By JOHN T. WARD
After 15 years as a vacant eyesore, a property at a gateway to Red Bank has been transformed into a spiffy new… parking lot.
Serving the Atrium at Navesink Harbor senior citizens’ luxury high-rise on Riverside Avenue, and accessible only to its valet drivers, the parking lot is the first of a long line of development ideas for the site to be completed.
The sorta-triangular one-acre lot at West Front Street and Riverside Avenue was home to a car dealership for half a century, beginning in the 1940s. Schwartz Mazda general manager Jon Schwartz tells redbankgreen the business later tried luring both McDonald’s and Trader Joe’s to the site, without success.
“It would’ve been a good spot for them,” he says of Trader Joe’s. “They run small stores. Perfect location for their clientele.” (Trader Joe’s opened its first store in the area in Shrewsbury last March.)
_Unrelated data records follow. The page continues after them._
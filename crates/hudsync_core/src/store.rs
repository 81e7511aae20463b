//! The scoped key/value store with per-key change dispatch.
//!
//! `DataStore` owns one value table and one listener registry per scope.
//! Values are JSON trees; insertion order is preserved so snapshots and
//! dispatch batches replay in a stable order. Lookup is a linear scan,
//! which is the right trade at HUD scale (tens of keys per scope).

use crate::listener::{ListenerFn, ListenerRegistry};
use hudsync_shared::{DataScope, DataValue};

/// Insertion-ordered value table for a single scope.
#[derive(Debug, Default, Clone)]
pub struct ScopeTable {
    entries: Vec<(String, DataValue)>,
}

impl ScopeTable {
    /// Creates an empty table.
    #[must_use]
    pub fn new() -> Self {
        Self {
            entries: Vec::new(),
        }
    }

    /// Returns the value stored under `key`, if any.
    #[must_use]
    pub fn get(&self, key: &str) -> Option<&DataValue> {
        self.entries
            .iter()
            .find(|(k, _)| k == key)
            .map(|(_, v)| v)
    }

    /// Stores `value` under `key`, returning the value it replaced.
    ///
    /// An existing key keeps its insertion position; a new key appends.
    pub fn set(&mut self, key: impl Into<String>, value: DataValue) -> Option<DataValue> {
        let key = key.into();
        if let Some((_, slot)) = self.entries.iter_mut().find(|(k, _)| *k == key) {
            return Some(std::mem::replace(slot, value));
        }
        self.entries.push((key, value));
        None
    }

    /// Removes `key` from the table, returning its value if present.
    pub fn remove(&mut self, key: &str) -> Option<DataValue> {
        let index = self.entries.iter().position(|(k, _)| k == key)?;
        Some(self.entries.remove(index).1)
    }

    /// Iterates `(key, value)` pairs in insertion order.
    pub fn iter(&self) -> impl Iterator<Item = (&str, &DataValue)> {
        self.entries.iter().map(|(k, v)| (k.as_str(), v))
    }

    /// Number of keys stored.
    #[must_use]
    pub fn len(&self) -> usize {
        self.entries.len()
    }

    /// Whether the table holds no keys.
    #[must_use]
    pub fn is_empty(&self) -> bool {
        self.entries.is_empty()
    }

    /// Drops every key in the table.
    pub fn clear(&mut self) {
        self.entries.clear();
    }
}

/// Scoped state store with named change listeners.
///
/// One instance owns all three scopes. All operations are synchronous and
/// take `&self`/`&mut self`; the store is single-owner by construction and
/// relies on the borrow checker instead of locks.
#[derive(Default)]
pub struct DataStore {
    values: [ScopeTable; DataScope::ALL.len()],
    listeners: [ListenerRegistry; DataScope::ALL.len()],
}

impl DataStore {
    /// Creates a store with all scopes empty.
    #[must_use]
    pub fn new() -> Self {
        Self::default()
    }

    /// Returns the value stored under `key` in `scope`, if any.
    ///
    /// A missing key and a never-written key are indistinguishable.
    #[must_use]
    pub fn get(&self, scope: DataScope, key: &str) -> Option<&DataValue> {
        self.values[scope.index()].get(key)
    }

    /// Iterates the `(key, value)` pairs of `scope` in insertion order.
    pub fn scope_values(&self, scope: DataScope) -> impl Iterator<Item = (&str, &DataValue)> {
        self.values[scope.index()].iter()
    }

    /// Stores `value` under `key` in `scope`, returning the replaced value.
    ///
    /// Writing alone does not notify listeners; callers decide when to
    /// follow up with [`DataStore::trigger_listeners`].
    pub fn set(
        &mut self,
        scope: DataScope,
        key: impl Into<String>,
        value: DataValue,
    ) -> Option<DataValue> {
        self.values[scope.index()].set(key, value)
    }

    /// Removes `key` from `scope`, returning its value if present.
    pub fn remove(&mut self, scope: DataScope, key: &str) -> Option<DataValue> {
        self.values[scope.index()].remove(key)
    }

    /// Registers `callback` under `name`, watching `key` in `scope`.
    ///
    /// Re-registering an existing name replaces its callback in place;
    /// see [`ListenerRegistry::register`].
    pub fn register_listener(
        &mut self,
        scope: DataScope,
        name: impl Into<String>,
        key: impl Into<String>,
        callback: ListenerFn,
    ) {
        self.listeners[scope.index()].register(name, key, callback);
    }

    /// Removes the listener registered under `name` in `scope`.
    ///
    /// Returns `true` if a listener was removed. Unregistering a name
    /// that was never registered is a no-op and returns `false`.
    pub fn unregister_listener(&mut self, scope: DataScope, name: &str) -> bool {
        self.listeners[scope.index()].unregister(name)
    }

    /// Dispatches the current value of `key` to every listener watching it.
    ///
    /// Listeners run synchronously in registration order and receive the
    /// stored value as it is at call time (`None` if the key is absent).
    /// Returns the number of listeners invoked.
    pub fn trigger_listeners(&mut self, scope: DataScope, key: &str) -> usize {
        let value = self.values[scope.index()].get(key);
        self.listeners[scope.index()].dispatch(scope, key, value)
    }

    /// Number of listeners registered in `scope`, across all keys.
    #[must_use]
    pub fn listener_count(&self, scope: DataScope) -> usize {
        self.listeners[scope.index()].len()
    }

    /// Drops every value in `scope`; listeners stay registered.
    ///
    /// Layout reloads use this to rebuild a scope from fresh server state
    /// without tearing down the panels watching it.
    pub fn clear_values(&mut self, scope: DataScope) {
        self.values[scope.index()].clear();
    }

    /// Drops every listener in `scope`; values stay stored.
    pub fn clear_listeners(&mut self, scope: DataScope) {
        self.listeners[scope.index()].clear();
    }
}

impl std::fmt::Debug for DataStore {
    fn fmt(&self, f: &mut std::fmt::Formatter<'_>) -> std::fmt::Result {
        let mut dbg = f.debug_struct("DataStore");
        for scope in DataScope::ALL {
            dbg.field(scope.wire_name(), &self.values[scope.index()].len());
        }
        dbg.finish()
    }
}

#[cfg(test)]
mod tests {
    use super::*;
    use serde_json::json;
    use std::sync::atomic::{AtomicUsize, Ordering};
    use std::sync::Arc;

    #[test]
    fn test_get_on_empty_store_is_none() {
        let store = DataStore::new();
        assert!(store.get(DataScope::Player, "gold").is_none());
    }

    #[test]
    fn test_set_then_get_returns_the_value() {
        let mut store = DataStore::new();
        store.set(DataScope::Player, "gold", json!(500));
        assert_eq!(store.get(DataScope::Player, "gold"), Some(&json!(500)));
    }

    #[test]
    fn test_scopes_are_disjoint() {
        let mut store = DataStore::new();
        store.set(DataScope::Player, "gold", json!(500));

        assert!(store.get(DataScope::Team, "gold").is_none());
        assert!(store.get(DataScope::Global, "gold").is_none());
    }

    #[test]
    fn test_set_returns_replaced_value() {
        let mut store = DataStore::new();
        assert_eq!(store.set(DataScope::Global, "phase", json!("pick")), None);
        assert_eq!(
            store.set(DataScope::Global, "phase", json!("play")),
            Some(json!("pick"))
        );
        assert_eq!(store.get(DataScope::Global, "phase"), Some(&json!("play")));
    }

    #[test]
    fn test_overwrite_keeps_insertion_order() {
        let mut store = DataStore::new();
        store.set(DataScope::Player, "gold", json!(1));
        store.set(DataScope::Player, "xp", json!(2));
        store.set(DataScope::Player, "gold", json!(3));

        let keys: Vec<&str> = store.scope_values(DataScope::Player).map(|(k, _)| k).collect();
        assert_eq!(keys, vec!["gold", "xp"]);
    }

    #[test]
    fn test_remove_returns_value_and_forgets_key() {
        let mut store = DataStore::new();
        store.set(DataScope::Team, "score", json!(12));

        assert_eq!(store.remove(DataScope::Team, "score"), Some(json!(12)));
        assert_eq!(store.remove(DataScope::Team, "score"), None);
        assert!(store.get(DataScope::Team, "score").is_none());
    }

    #[test]
    fn test_trigger_reaches_only_listeners_on_that_scope_and_key() {
        let mut store = DataStore::new();
        let hits = Arc::new(AtomicUsize::new(0));
        let player_hits = Arc::clone(&hits);
        store.register_listener(
            DataScope::Player,
            "hud_gold",
            "gold",
            Box::new(move |_| {
                player_hits.fetch_add(1, Ordering::SeqCst);
                Ok(())
            }),
        );
        let team_hits = Arc::clone(&hits);
        store.register_listener(
            DataScope::Team,
            "hud_gold",
            "gold",
            Box::new(move |_| {
                team_hits.fetch_add(10, Ordering::SeqCst);
                Ok(())
            }),
        );

        let invoked = store.trigger_listeners(DataScope::Player, "gold");

        assert_eq!(invoked, 1);
        assert_eq!(hits.load(Ordering::SeqCst), 1);
    }

    #[test]
    fn test_trigger_passes_current_value_not_stale() {
        let mut store = DataStore::new();
        let seen = Arc::new(std::sync::Mutex::new(None));
        let seen_clone = Arc::clone(&seen);
        store.register_listener(
            DataScope::Player,
            "hud_gold",
            "gold",
            Box::new(move |update| {
                *seen_clone.lock().unwrap() = Some(update.value.cloned());
                Ok(())
            }),
        );

        store.set(DataScope::Player, "gold", json!(100));
        store.set(DataScope::Player, "gold", json!(250));
        store.trigger_listeners(DataScope::Player, "gold");

        assert_eq!(*seen.lock().unwrap(), Some(Some(json!(250))));
    }

    #[test]
    fn test_trigger_on_absent_key_passes_none() {
        let mut store = DataStore::new();
        let seen = Arc::new(std::sync::Mutex::new(None));
        let seen_clone = Arc::clone(&seen);
        store.register_listener(
            DataScope::Global,
            "watch",
            "missing",
            Box::new(move |update| {
                *seen_clone.lock().unwrap() = Some(update.value.is_none());
                Ok(())
            }),
        );

        let invoked = store.trigger_listeners(DataScope::Global, "missing");

        assert_eq!(invoked, 1);
        assert_eq!(*seen.lock().unwrap(), Some(true));
    }

    #[test]
    fn test_trigger_with_no_listeners_is_a_noop() {
        let mut store = DataStore::new();
        store.set(DataScope::Player, "gold", json!(500));
        assert_eq!(store.trigger_listeners(DataScope::Player, "gold"), 0);
    }

    #[test]
    fn test_unregister_stops_future_dispatch() {
        let mut store = DataStore::new();
        let hits = Arc::new(AtomicUsize::new(0));
        let hits_clone = Arc::clone(&hits);
        store.register_listener(
            DataScope::Player,
            "hud_gold",
            "gold",
            Box::new(move |_| {
                hits_clone.fetch_add(1, Ordering::SeqCst);
                Ok(())
            }),
        );

        store.trigger_listeners(DataScope::Player, "gold");
        assert!(store.unregister_listener(DataScope::Player, "hud_gold"));
        store.trigger_listeners(DataScope::Player, "gold");

        assert_eq!(hits.load(Ordering::SeqCst), 1);
    }

    #[test]
    fn test_unregister_unknown_name_is_harmless() {
        let mut store = DataStore::new();
        assert!(!store.unregister_listener(DataScope::Player, "never_registered"));
    }

    #[test]
    fn test_clear_values_keeps_listeners_and_other_scopes() {
        let mut store = DataStore::new();
        store.set(DataScope::Player, "gold", json!(500));
        store.set(DataScope::Global, "phase", json!("play"));
        store.register_listener(DataScope::Player, "watch", "gold", Box::new(|_| Ok(())));

        store.clear_values(DataScope::Player);

        assert!(store.get(DataScope::Player, "gold").is_none());
        assert_eq!(store.get(DataScope::Global, "phase"), Some(&json!("play")));
        assert_eq!(store.listener_count(DataScope::Player), 1);
    }

    #[test]
    fn test_clear_listeners_keeps_values() {
        let mut store = DataStore::new();
        store.set(DataScope::Player, "gold", json!(500));
        store.register_listener(DataScope::Player, "watch", "gold", Box::new(|_| Ok(())));

        store.clear_listeners(DataScope::Player);

        assert_eq!(store.get(DataScope::Player, "gold"), Some(&json!(500)));
        assert_eq!(store.listener_count(DataScope::Player), 0);
    }

    #[test]
    fn test_nested_json_values_round_trip_through_the_store() {
        let mut store = DataStore::new();
        let roster = json!({
            "heroes": ["axe", "lina"],
            "bans": 2,
            "locked": true
        });

        store.set(DataScope::Team, "roster", roster.clone());

        assert_eq!(store.get(DataScope::Team, "roster"), Some(&roster));
    }
}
Schwartz sold the site to the PRC Group and relocated to Shrewsbury in 1997. Eight years later, PRC won approval for an office building on the site. But it never saw the light of day.
Dubbed Red Bank Corporate Plaza II, the three-story structure was to have been a companion to a complex built on the opposite side of West Front Street that now houses numerous offices as well as Pazzo MMX restaurant. But the plan lay dormant after a collapse in the real estate market.
In 2009, the borough zoning board approved Springpoint Senior Living‘s proposal for a 98-car, secure-access lot reserved for Atrium residents and their guests. Their cars are to be parked and retrieved by valets following a specified clockwise route dictated by the board to mitigate its impact on traffic.
According to a fact sheet from Springpoint, which is also building a six-story addition to it existing 12-story structure, improvements at the parking lot include berms with decorative fencing, a small sitting area and extensive landscaping.
“The lot looks good,” said car dealer Schwartz.
Historian Randall Gabrielan has some information on the neighborhood and photos from Dorn’s Classic Images in his “Red Bank in the Twentieth Century,” which can be paged through online at Google Books.